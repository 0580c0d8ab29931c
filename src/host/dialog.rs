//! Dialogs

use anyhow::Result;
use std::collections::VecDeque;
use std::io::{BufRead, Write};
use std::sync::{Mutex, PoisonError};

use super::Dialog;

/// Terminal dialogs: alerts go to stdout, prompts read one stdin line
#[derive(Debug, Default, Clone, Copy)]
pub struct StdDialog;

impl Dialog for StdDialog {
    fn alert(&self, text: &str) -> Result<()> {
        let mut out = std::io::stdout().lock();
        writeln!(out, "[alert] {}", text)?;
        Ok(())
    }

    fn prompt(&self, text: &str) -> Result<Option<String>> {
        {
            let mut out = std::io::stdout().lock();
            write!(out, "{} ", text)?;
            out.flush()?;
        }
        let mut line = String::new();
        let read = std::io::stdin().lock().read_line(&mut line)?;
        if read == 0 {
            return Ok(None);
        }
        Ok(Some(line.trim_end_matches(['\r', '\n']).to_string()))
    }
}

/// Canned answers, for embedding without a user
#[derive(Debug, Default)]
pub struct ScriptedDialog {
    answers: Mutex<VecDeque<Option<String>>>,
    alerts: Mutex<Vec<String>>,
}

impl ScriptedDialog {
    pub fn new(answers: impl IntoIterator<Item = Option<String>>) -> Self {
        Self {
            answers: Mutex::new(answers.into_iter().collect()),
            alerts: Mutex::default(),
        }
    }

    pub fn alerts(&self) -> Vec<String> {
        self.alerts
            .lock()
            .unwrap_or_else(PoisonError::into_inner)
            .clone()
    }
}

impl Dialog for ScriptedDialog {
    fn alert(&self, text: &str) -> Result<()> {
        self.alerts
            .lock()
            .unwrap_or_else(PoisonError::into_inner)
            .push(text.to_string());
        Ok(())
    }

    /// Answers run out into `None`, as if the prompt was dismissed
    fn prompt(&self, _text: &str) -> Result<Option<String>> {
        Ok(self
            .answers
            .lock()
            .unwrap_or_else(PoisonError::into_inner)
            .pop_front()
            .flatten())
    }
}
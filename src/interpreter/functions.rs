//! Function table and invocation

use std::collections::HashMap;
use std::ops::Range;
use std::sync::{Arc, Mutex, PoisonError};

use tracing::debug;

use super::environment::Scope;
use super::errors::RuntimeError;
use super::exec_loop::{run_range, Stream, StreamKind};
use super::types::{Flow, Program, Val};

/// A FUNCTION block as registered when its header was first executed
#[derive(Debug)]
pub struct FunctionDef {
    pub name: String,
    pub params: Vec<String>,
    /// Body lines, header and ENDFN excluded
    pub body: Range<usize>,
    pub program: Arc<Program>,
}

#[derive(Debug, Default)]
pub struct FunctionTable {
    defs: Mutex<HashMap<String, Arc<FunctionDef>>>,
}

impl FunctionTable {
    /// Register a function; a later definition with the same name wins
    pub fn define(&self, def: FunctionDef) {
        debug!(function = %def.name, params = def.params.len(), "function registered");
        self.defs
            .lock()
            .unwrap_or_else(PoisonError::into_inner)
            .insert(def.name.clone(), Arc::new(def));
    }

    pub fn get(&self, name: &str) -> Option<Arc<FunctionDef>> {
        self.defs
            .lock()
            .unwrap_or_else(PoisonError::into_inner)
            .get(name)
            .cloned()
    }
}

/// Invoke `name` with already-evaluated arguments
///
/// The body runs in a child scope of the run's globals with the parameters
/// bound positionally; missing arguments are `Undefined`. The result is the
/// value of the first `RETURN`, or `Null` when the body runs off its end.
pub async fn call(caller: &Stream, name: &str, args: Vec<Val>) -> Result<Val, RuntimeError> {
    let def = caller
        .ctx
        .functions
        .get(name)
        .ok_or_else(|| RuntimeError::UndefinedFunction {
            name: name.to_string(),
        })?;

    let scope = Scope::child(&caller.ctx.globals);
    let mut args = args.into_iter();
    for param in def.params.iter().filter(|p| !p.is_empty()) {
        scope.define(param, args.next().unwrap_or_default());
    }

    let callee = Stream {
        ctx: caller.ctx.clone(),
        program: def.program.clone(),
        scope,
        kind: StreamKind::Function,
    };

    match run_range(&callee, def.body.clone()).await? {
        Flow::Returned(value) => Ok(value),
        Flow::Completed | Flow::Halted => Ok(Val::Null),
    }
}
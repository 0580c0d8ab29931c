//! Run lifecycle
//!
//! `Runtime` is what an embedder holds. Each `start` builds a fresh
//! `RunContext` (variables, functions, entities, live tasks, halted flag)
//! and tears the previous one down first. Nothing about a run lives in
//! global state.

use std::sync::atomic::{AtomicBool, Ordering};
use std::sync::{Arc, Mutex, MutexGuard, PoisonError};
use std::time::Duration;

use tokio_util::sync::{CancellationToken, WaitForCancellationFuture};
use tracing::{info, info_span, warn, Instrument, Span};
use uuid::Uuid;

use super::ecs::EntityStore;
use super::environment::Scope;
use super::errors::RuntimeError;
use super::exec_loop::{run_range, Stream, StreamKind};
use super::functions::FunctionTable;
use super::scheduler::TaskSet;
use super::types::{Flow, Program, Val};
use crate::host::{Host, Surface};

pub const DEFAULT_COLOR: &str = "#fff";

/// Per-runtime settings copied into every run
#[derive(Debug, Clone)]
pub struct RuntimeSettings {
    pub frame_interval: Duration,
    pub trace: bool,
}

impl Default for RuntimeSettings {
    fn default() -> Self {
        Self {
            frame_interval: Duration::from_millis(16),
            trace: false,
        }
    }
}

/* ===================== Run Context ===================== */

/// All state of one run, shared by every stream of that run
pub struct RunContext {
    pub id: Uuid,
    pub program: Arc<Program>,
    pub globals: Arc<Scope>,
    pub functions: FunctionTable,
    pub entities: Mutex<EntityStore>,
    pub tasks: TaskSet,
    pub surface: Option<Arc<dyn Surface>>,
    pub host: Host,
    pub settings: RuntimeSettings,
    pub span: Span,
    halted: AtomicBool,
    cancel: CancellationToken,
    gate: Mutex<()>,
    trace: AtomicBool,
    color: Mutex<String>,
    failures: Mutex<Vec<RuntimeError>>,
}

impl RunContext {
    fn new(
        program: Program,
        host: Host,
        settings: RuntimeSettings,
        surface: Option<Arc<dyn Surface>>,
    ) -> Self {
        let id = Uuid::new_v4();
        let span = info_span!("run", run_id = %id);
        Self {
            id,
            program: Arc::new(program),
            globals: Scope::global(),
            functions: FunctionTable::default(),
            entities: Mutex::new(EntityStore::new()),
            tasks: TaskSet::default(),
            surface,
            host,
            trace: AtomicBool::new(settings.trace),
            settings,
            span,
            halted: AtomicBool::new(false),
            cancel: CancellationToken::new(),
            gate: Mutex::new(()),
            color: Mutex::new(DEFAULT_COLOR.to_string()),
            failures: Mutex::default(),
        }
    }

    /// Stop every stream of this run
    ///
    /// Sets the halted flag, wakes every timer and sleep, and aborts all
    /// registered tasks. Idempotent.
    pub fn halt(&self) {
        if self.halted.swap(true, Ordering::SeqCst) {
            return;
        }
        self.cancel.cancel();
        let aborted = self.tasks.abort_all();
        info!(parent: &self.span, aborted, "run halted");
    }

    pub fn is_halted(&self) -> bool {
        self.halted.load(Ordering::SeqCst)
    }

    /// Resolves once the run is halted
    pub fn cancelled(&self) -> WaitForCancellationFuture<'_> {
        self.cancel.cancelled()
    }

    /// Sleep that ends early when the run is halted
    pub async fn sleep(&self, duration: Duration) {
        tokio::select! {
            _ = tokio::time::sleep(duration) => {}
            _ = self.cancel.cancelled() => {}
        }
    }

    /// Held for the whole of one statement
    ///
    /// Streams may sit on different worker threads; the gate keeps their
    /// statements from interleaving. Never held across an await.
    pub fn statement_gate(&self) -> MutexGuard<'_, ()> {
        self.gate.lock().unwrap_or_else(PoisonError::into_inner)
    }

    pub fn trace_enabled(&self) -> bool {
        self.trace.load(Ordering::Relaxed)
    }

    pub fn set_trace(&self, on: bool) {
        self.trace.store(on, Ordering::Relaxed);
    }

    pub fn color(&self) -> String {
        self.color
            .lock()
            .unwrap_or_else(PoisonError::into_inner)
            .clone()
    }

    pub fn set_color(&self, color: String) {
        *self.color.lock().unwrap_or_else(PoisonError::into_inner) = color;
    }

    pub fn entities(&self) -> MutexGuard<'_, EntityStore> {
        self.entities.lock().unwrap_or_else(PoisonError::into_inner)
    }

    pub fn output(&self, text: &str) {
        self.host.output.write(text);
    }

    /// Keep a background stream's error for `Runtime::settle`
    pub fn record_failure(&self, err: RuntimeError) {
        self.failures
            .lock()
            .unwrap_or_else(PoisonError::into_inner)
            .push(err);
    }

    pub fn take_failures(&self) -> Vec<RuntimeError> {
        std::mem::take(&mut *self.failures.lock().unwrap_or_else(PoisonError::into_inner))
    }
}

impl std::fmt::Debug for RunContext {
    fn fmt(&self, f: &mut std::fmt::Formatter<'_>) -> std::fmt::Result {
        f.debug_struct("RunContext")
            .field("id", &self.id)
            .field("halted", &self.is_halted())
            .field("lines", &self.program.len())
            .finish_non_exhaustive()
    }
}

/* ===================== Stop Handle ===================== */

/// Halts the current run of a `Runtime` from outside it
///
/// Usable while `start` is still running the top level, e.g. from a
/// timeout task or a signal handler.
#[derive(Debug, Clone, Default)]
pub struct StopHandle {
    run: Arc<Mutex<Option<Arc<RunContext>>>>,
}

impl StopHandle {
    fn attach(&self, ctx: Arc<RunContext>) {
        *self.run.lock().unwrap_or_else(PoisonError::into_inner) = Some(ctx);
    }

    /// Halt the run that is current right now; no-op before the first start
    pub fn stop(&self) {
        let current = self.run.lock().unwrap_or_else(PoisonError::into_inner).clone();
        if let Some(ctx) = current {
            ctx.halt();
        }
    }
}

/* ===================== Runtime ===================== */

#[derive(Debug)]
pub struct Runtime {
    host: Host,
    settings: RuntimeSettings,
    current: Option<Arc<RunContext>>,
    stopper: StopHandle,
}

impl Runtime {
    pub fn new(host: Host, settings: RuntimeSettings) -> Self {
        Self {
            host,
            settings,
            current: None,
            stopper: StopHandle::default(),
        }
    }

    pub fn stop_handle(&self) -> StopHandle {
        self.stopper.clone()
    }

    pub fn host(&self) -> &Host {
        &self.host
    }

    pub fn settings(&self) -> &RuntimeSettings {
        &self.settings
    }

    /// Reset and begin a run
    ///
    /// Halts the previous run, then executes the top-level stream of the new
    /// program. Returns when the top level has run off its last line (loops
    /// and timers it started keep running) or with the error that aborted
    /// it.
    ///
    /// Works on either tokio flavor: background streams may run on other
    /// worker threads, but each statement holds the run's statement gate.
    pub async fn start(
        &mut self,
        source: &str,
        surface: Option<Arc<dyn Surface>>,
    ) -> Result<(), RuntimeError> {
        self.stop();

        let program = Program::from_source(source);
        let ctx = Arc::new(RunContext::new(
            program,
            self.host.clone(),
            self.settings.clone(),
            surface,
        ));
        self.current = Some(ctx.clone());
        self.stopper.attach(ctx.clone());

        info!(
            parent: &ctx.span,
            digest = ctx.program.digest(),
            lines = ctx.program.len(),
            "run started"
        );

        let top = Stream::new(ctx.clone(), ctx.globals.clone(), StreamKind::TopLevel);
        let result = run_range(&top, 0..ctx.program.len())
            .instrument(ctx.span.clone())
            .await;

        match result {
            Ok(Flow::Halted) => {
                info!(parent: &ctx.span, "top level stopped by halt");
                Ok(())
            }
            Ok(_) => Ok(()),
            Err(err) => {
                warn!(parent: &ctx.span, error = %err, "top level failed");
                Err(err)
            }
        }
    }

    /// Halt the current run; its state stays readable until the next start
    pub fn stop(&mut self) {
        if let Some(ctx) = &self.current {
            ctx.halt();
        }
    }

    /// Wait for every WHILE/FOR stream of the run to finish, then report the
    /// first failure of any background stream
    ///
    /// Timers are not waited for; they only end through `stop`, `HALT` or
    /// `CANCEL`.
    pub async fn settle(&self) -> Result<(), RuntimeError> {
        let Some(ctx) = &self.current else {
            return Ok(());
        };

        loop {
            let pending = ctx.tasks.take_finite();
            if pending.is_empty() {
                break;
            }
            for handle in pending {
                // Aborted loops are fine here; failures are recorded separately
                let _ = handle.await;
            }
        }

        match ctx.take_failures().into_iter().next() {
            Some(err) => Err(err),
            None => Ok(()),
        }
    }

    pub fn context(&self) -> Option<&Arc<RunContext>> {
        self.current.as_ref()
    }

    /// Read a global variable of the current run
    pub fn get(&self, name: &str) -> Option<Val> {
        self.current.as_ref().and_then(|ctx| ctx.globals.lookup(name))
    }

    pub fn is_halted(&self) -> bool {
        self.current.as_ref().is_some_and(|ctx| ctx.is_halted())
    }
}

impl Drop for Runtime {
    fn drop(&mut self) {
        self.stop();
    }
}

----------------

- [TASK REQUIREMENTS]:
The expected output is each line of the records above that includes the word "stdin".

- [RESPONSE BOX]:
/// Terminal dialogs: alerts go to stdout, prompts read one stdin line
        let read = std::io::stdin().lock().read_line(&mut line)?;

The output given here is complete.